The case has been tried upon a stipulation of facts, and in addition thereto, copies of two ordinances. There seems no good reason to copy such stipulation here, but it and the ordinances are referred to and made a part hereof.

It is clear that plaintiffs’ complaint should be dismissed. The ordinances complained of by plaintiffs provide for prosecutions against and the assessment of penalties against those who violate them. Two cases for such violations, according to the stipulation, are now pending. These Cities are but arms of the State Government, and the enforcement of their ordinances is the same or similar to the enforcement of a criminal statute of a State. In Spielman Motor Sales Co. v. Dodge, 295 U.S. 89, 95, 55 S.Ct. 678, 680, 79 L.Ed. 1322, it is said: “The general rule is that equity will not interfere to prevent the enforcement of a criminal statute even though unconstitutional. Hygrade Provision Co. v. Sherman, 266 U.S. 497, 500, 45 S.Ct. 141, 69 L.Ed. 402. See, also, In re Sawyer, 124 U.S. 200, 209-211, 8 S.Ct. 482, 31 L.Ed. 402; Davis & Farnum Manufacturing Co. v. Los Angeles, 189 U.S. 207, 217, 23 S.Ct. 498, 47 L.Ed. 778. To justify such interference there must be exceptional circumstances and a clear showing that an injunction is necessary in order to afford adequate protection of constitutional rights. See Terrace v. Thompson, 263 U.S. 197, 214, 44 S.Ct. 15, 68 L.Ed. 255; Packard v. Banton, 264 U.S. 140, 143, 44 S.Ct. 257, 68 L.Ed. 596; Tyson v. Banton, 273 U.S. 418, 428, 47 S.Ct. 426, 71 L.Ed. 718, 58 A.L.R. 1236; Cline v. Frink Dairy Co., 274 U.S. 445, 452, 47 S.Ct. 681, 71 L.Ed. 1146; Ex parte Young, 209 U.S. 123, 161, 162, 28 S.Ct. 441, 52 L.Ed. 714, 13 L.R.A.,N.S., 932, 14 Ann.Cas. 764. We have said that it must appear that ‘the danger of irreparable loss is both great and immediate’; otherwise, the accused should first set up his defense in the state court, even though the validity of a statute is challenged. There is ample opportunity for ultimate review by this Court of federal questions. Fenner v. Boykin, 271 U.S. 240, 243, 244, 46 S.Ct. 492, 70 L.Ed. 927.”

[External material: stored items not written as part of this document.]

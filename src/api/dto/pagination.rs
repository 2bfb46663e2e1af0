//! Pagination query parameters.

use serde::Deserialize;
use utoipa::IntoParams;

use crate::utils::PageRequest;

/// Raw `page` / `limit` query values.
///
/// Kept as strings so that a non-numeric value falls back to its default
/// instead of rejecting the request.
#[derive(Debug, Default, Deserialize, IntoParams)]
#[into_params(parameter_in = Query)]
pub struct PaginationParams {
    /// Page number (1-based), defaults to 1
    #[param(value_type = Option<i64>, minimum = 1, example = 1)]
    pub page: Option<String>,

    /// Rows per page, defaults to 10
    #[param(value_type = Option<i64>, minimum = 1, example = 10)]
    pub limit: Option<String>,
}

impl PaginationParams {
    pub fn resolve(&self) -> PageRequest {
        PageRequest::resolve(self.page.as_deref(), self.limit.as_deref())
    }
}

There appears neither in the pleadings nor in the stipulation exceptional circumstances or reasons to justify this Court in enjoining the enforcement of the ordi*412nances rather than to require plaintiffs to set up their defenses in a prosecution in the State or City Courts. Schneider v. State of New Jersey, 308 U.S. 147, 159, 60 S.Ct. 146, 84 L.Ed. 155; Cantwell v. Connecticut, 310 U.S. 296, 300, 60 S.Ct. 900, 84 L.Ed. 1213, 128 A.L.R. 1352; Lovell v. Griffin, 303 U.S. 444, 445, 58 S.Ct. 666, 82 L.Ed. 949, and Jones v. City of Opelika, 316 U.S. 584, 585, 62 S.Ct. 1231, 86 L.Ed., 1691, 141 A.L.R. 514, upon which plaintiffs rely, were all cases in'which the constitutionality of similar statutes or ordinances were attacked, but which reached the Supreme Court of the United States through the State Court. Hague v. C.I.O., 307 U.S. 497, 528, 59 S.Ct. 954, 83 L.Ed. 1423, was a suit brought originally in a United States District Court, but the facts and questions there are quite different from the facts and questions here.

I do not find it necessary to pass upon the question of the jurisdiction of this Court, nor upon any other questions, but, for the reasons stated, my conclusion is that plaintiffs’ complaint should be dismissed. Let an order be drawn and presented accordingly.